### Problem to work on
Scan the records for lines with the string "chrono". Say how many there are, and add nothing.

### Supplied entries
#####
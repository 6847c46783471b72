use segment_core::{SegmentKind, Segmenter, SegmenterConfig, SegmenterState};

use crate::helper::{info, named, position, segmenter};

#[test]
fn test_restored_segmenter_reproduces_the_uninterrupted_run() {
    let head = vec![
        named(0, 0.0, 0.0, "ALPHA"),
        named(300, 0.0, 0.02, "ALPHA"),
        named(600, 5.0, 0.0, "BRAVO"),
        info(660, "BRAVO"),
    ];
    let tail = vec![
        named(900, 0.0, 0.05, "ALPHA"),
        named(960, 5.0, 0.004, "BRAVO"),
        position(1200, 0.0, 0.07),
        position(1200, 40.0, 40.0),
    ];

    let mut uninterrupted = segmenter();
    for msg in head.clone() {
        uninterrupted.process(msg).unwrap();
    }

    let mut interrupted = segmenter();
    for msg in head {
        interrupted.process(msg).unwrap();
    }
    let snapshot = serde_json::to_string(&interrupted.snapshot()).unwrap();
    drop(interrupted);

    let state: SegmenterState = serde_json::from_str(&snapshot).unwrap();
    let mut restored = Segmenter::restore(state, SegmenterConfig::default()).unwrap();

    for msg in tail {
        let expected = uninterrupted.process(msg.clone()).unwrap();
        let actual = restored.process(msg).unwrap();
        assert_eq!(
            expected.to_record("segment").unwrap(),
            actual.to_record("segment").unwrap()
        );
        assert_eq!(expected.kind, actual.kind);
    }
}

#[test]
fn test_snapshot_preserves_identity_confirmation() {
    let mut original = segmenter();
    original.process(named(0, 0.0, 0.0, "ALPHA")).unwrap();
    original.process(named(60, 0.0, 0.002, "ALPHA")).unwrap();

    let mut restored =
        Segmenter::restore(original.snapshot(), SegmenterConfig::default()).unwrap();

    // A conflicting name immediately after restore must still split.
    let tagged = restored.process(named(120, 0.0, 0.004, "BRAVO")).unwrap();
    assert_eq!(restored.active_segments().len(), 2);
    assert_eq!(tagged.segment, restored.active_segments()[1].id());
}

#[test]
fn test_restore_filters_terminal_segments() {
    let mut original = segmenter();
    original.process(position(0, 0.0, 0.0)).unwrap();
    // A near-duplicate mints a terminal noise segment.
    let noise = original.process(position(30, 0.0, 0.0)).unwrap();
    assert_eq!(noise.kind, SegmentKind::Noise);

    let mut state = original.snapshot();
    // Simulate a snapshot writer that also persisted terminal segments.
    let mut terminal = state.segments[0].clone();
    terminal.kind = SegmentKind::Noise;
    terminal.id.seq += 10;
    state.segments.push(terminal);

    let restored = Segmenter::restore(state, SegmenterConfig::default()).unwrap();
    assert_eq!(restored.active_segments().len(), 1);
    assert_eq!(
        restored.active_segments()[0].kind(),
        SegmentKind::Positional
    );
}

#[test]
fn test_restore_preserves_the_id_counter() {
    let mut original = segmenter();
    original.process(position(0, 0.0, 0.0)).unwrap();
    original.process(position(0, 40.0, 40.0)).unwrap();

    let mut restored =
        Segmenter::restore(original.snapshot(), SegmenterConfig::default()).unwrap();

    // A third implausible position in the same second must not reuse seq 2.
    let tagged = restored.process(position(0, -40.0, -40.0)).unwrap();
    assert_eq!(tagged.segment.seq, 3);
}

#[test]
fn test_restore_keeps_the_input_order_contract() {
    let mut original = segmenter();
    original.process(position(3600, 0.0, 0.0)).unwrap();

    let mut restored =
        Segmenter::restore(original.snapshot(), SegmenterConfig::default()).unwrap();

    assert!(restored.process(position(0, 0.0, 0.0)).is_err());
}
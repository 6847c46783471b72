use chrono::{DateTime, TimeZone, Utc};
use segment_core::{Message, Segmenter, SegmenterConfig, Ssvid};

pub const SSVID: Ssvid = Ssvid(123456789);

pub fn segmenter() -> Segmenter {
    Segmenter::new(SSVID, SegmenterConfig::default()).unwrap()
}

pub fn at(seconds: i64) -> DateTime<Utc> {
    Utc.timestamp_opt(seconds, 0).unwrap()
}

pub fn position(seconds: i64, lat: f64, lon: f64) -> Message {
    serde_json::from_value(serde_json::json!({
        "ssvid": SSVID.0,
        "timestamp": at(seconds),
        "lat": lat,
        "lon": lon,
    }))
    .unwrap()
}

pub fn underway(seconds: i64, lat: f64, lon: f64, speed: f64, course: f64) -> Message {
    let mut msg = position(seconds, lat, lon);
    msg.speed = Some(speed);
    msg.course = Some(course);
    msg.message_type = Some(1);
    msg
}

pub fn named(seconds: i64, lat: f64, lon: f64, shipname: &str) -> Message {
    let mut msg = position(seconds, lat, lon);
    msg.shipname = Some(shipname.to_string());
    msg
}

pub fn info(seconds: i64, shipname: &str) -> Message {
    serde_json::from_value(serde_json::json!({
        "ssvid": SSVID.0,
        "timestamp": at(seconds),
        "type": 5,
        "shipname": shipname,
    }))
    .unwrap()
}
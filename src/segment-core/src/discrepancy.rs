use chrono::{DateTime, Utc};
use geoutils::Location;

use crate::PositionFix;

static METER_TO_NAUTICAL_MILES: f64 = 0.0005399568;

/// Mean Earth radius in nautical miles, used for dead reckoning.
pub const EARTH_RADIUS_NM: f64 = 3440.065;

/// Additive slack on the allowed discrepancy, in nautical miles per
/// square-root hour, modelling forecast uncertainty growth.
pub const FORECAST_SLACK_NM: f64 = 4.0;

/// Floor on elapsed time when deriving speeds from distances, so that
/// near-simultaneous fixes do not produce unbounded implied speeds.
pub const MIN_ELAPSED_HOURS: f64 = 1.0 / 3600.0;

/// Great-circle distance between two fixes in nautical miles.
pub fn distance(lat1: f64, lon1: f64, lat2: f64, lon2: f64) -> f64 {
    Location::new(lat1, lon1)
        .haversine_distance_to(&Location::new(lat2, lon2))
        .meters()
        * METER_TO_NAUTICAL_MILES
}

/// Initial great-circle bearing from the first fix to the second, in
/// degrees within `[0, 360)`.
pub fn bearing(lat1: f64, lon1: f64, lat2: f64, lon2: f64) -> f64 {
    let phi1 = lat1.to_radians();
    let phi2 = lat2.to_radians();
    let delta_lambda = (lon2 - lon1).to_radians();

    let y = delta_lambda.sin() * phi2.cos();
    let x = phi1.cos() * phi2.sin() - phi1.sin() * phi2.cos() * delta_lambda.cos();

    (y.atan2(x).to_degrees() + 360.0) % 360.0
}

/// Dead-reckoned position after holding `course` (degrees) and `speed`
/// (knots) for `hours`, starting from `(lat, lon)`.
pub fn project(lat: f64, lon: f64, course: f64, speed: f64, hours: f64) -> (f64, f64) {
    let delta = speed * hours / EARTH_RADIUS_NM;
    let theta = course.to_radians();
    let phi1 = lat.to_radians();
    let lambda1 = lon.to_radians();

    let phi2 = (phi1.sin() * delta.cos() + phi1.cos() * delta.sin() * theta.cos()).asin();
    let lambda2 = lambda1
        + (theta.sin() * delta.sin() * phi1.cos()).atan2(delta.cos() - phi1.sin() * phi2.sin());

    let lon2 = (lambda2.to_degrees() + 540.0) % 360.0 - 180.0;
    (phi2.to_degrees(), lon2)
}

/// Nautical miles between the observed fix and the position dead reckoned
/// from the previous fix. Falls back to the plain great-circle distance
/// when the previous course or speed is unusable.
pub fn discrepancy(prev: &PositionFix, obs: &PositionFix) -> f64 {
    match (prev.course, prev.speed) {
        (Some(course), Some(speed)) => {
            let elapsed = hours(prev.timestamp, obs.timestamp);
            let (lat, lon) = project(prev.lat, prev.lon, course, speed, elapsed);
            distance(lat, lon, obs.lat, obs.lon)
        }
        _ => distance(prev.lat, prev.lon, obs.lat, obs.lon),
    }
}

/// Largest discrepancy still considered continuous after `hours`.
/// Monotone non-decreasing, with a floor of `buffer_nm` absorbing GPS
/// noise at very small deltas.
pub fn max_allowed_discrepancy(hours: f64, penalty_speed: f64, buffer_nm: f64) -> f64 {
    penalty_speed * hours + buffer_nm + FORECAST_SLACK_NM * hours.sqrt()
}

/// Speed in knots a vessel must have held to cover `distance_nm` in
/// `hours`.
pub fn implied_speed(distance_nm: f64, hours: f64) -> f64 {
    distance_nm / hours.max(MIN_ELAPSED_HOURS)
}

/// Elapsed time from `a` to `b` in hours.
pub fn hours(a: DateTime<Utc>, b: DateTime<Utc>) -> f64 {
    (b - a).num_milliseconds() as f64 / 3_600_000.0
}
#####
### Result of this exercise
2